AIM OF THE TASK:
Tally up the lines below that contain the word "active" and give the total alone.

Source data
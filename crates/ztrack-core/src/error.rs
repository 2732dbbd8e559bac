//! 引擎错误定义

use crate::entity::EntityId;
use thiserror::Error;

#[derive(Error, Debug)]
pub enum TrackerError {
    #[error("Entity not found: {0:?}")]
    EntityNotFound(EntityId),

    #[error("Coordinate count mismatch: expected {expected}, found {found}")]
    CoordinateCount { expected: usize, found: usize },

    #[error("Entity {0:?} has no coordinates")]
    EmptyGeometry(EntityId),

    #[error("Index {index} out of range for {len} coordinates")]
    IndexOutOfRange { index: usize, len: usize },

    #[error("A drag session is already active")]
    AlreadyDragging,

    #[error("No drag session is active")]
    NotDragging,

    #[error("Scene error: {0}")]
    Scene(String),

    #[error("Config error: {0}")]
    Config(#[from] serde_json::Error),
}

pub type Result<T> = std::result::Result<T, TrackerError>;
//! 延迟任务队列
//!
//! 宿主渲染器在遍历或分发事件时不允许修改场景结构，
//! 所有结构性写入都先排入队列，由宿主每个 tick 调用一次 [`TaskQueue::flush`]。
//!
//! - 队列从空变为非空时触发一次调度回调（通知宿主安排下一次 flush）
//! - flush 期间新排入的任务留到下一次 flush
//! - 单个任务失败（返回错误或 panic）只记录日志，不影响同批其余任务

use crate::error::Result;
use crate::scene::SceneGraph;
use std::panic::{self, AssertUnwindSafe};
use tracing::{error, trace};

/// 延迟任务
pub type Task = Box<dyn FnOnce(&mut dyn SceneGraph, &mut TaskQueue) -> Result<()>>;

struct PendingTask {
    name: String,
    task: Task,
}

/// 一次 flush 的执行结果
#[derive(Debug, Clone, Copy, Default, PartialEq, Eq)]
pub struct FlushReport {
    pub executed: usize,
    pub failed: usize,
}

/// 延迟任务队列，由编辑会话持有
#[derive(Default)]
pub struct TaskQueue {
    itinerary: Vec<PendingTask>,
    after_itinerary: Vec<PendingTask>,
    schedule_hook: Option<Box<dyn FnMut()>>,
    flush_scheduled: bool,
}

impl TaskQueue {
    pub fn new() -> Self {
        Self::default()
    }

    /// 设置调度回调：队列由空变为非空时调用一次
    pub fn set_schedule_hook(&mut self, hook: impl FnMut() + 'static) {
        self.schedule_hook = Some(Box::new(hook));
    }

    /// 排入任务，在下一次 flush 执行
    pub fn delay<F>(&mut self, name: impl Into<String>, task: F)
    where
        F: FnOnce(&mut dyn SceneGraph, &mut TaskQueue) -> Result<()> + 'static,
    {
        self.itinerary.push(PendingTask {
            name: name.into(),
            task: Box::new(task),
        });
        self.schedule();
    }

    /// 排入任务，在同一次 flush 的主任务全部完成后执行
    pub fn delay_after<F>(&mut self, name: impl Into<String>, task: F)
    where
        F: FnOnce(&mut dyn SceneGraph, &mut TaskQueue) -> Result<()> + 'static,
    {
        self.after_itinerary.push(PendingTask {
            name: name.into(),
            task: Box::new(task),
        });
        self.schedule();
    }

    fn schedule(&mut self) {
        if self.flush_scheduled {
            return;
        }
        self.flush_scheduled = true;
        if let Some(hook) = self.schedule_hook.as_mut() {
            hook();
        }
    }

    pub fn len(&self) -> usize {
        self.itinerary.len() + self.after_itinerary.len()
    }

    pub fn is_empty(&self) -> bool {
        self.itinerary.is_empty() && self.after_itinerary.is_empty()
    }

    pub fn is_flush_scheduled(&self) -> bool {
        self.flush_scheduled
    }

    /// 按 FIFO 顺序执行当前排队的所有任务
    pub fn flush(&mut self, scene: &mut dyn SceneGraph) -> FlushReport {
        self.flush_scheduled = false;

        let itinerary = std::mem::take(&mut self.itinerary);
        let after = std::mem::take(&mut self.after_itinerary);

        let mut report = FlushReport::default();
        for pending in itinerary.into_iter().chain(after) {
            if self.run(pending, scene) {
                report.executed += 1;
            } else {
                report.failed += 1;
            }
        }

        if report.executed + report.failed > 0 {
            trace!(
                "Flushed {} deferred tasks ({} failed)",
                report.executed + report.failed,
                report.failed
            );
        }
        report
    }

    fn run(&mut self, pending: PendingTask, scene: &mut dyn SceneGraph) -> bool {
        let PendingTask { name, task } = pending;
        let outcome = panic::catch_unwind(AssertUnwindSafe(|| task(scene, self)));

        match outcome {
            Ok(Ok(())) => true,
            Ok(Err(e)) => {
                error!("Deferred task '{}' failed: {}", name, e);
                false
            }
            Err(payload) => {
                let message = payload
                    .downcast_ref::<&str>()
                    .map(|s| s.to_string())
                    .or_else(|| payload.downcast_ref::<String>().cloned())
                    .unwrap_or_else(|| "unknown panic".to_string());
                error!("Deferred task '{}' panicked: {}", name, message);
                false
            }
        }
    }
}

impl std::fmt::Debug for TaskQueue {
    fn fmt(&self, f: &mut std::fmt::Formatter<'_>) -> std::fmt::Result {
        f.debug_struct("TaskQueue")
            .field("pending", &self.itinerary.len())
            .field("pending_after", &self.after_itinerary.len())
            .field("flush_scheduled", &self.flush_scheduled)
            .finish()
    }
}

EXPECTED OUTPUT:
2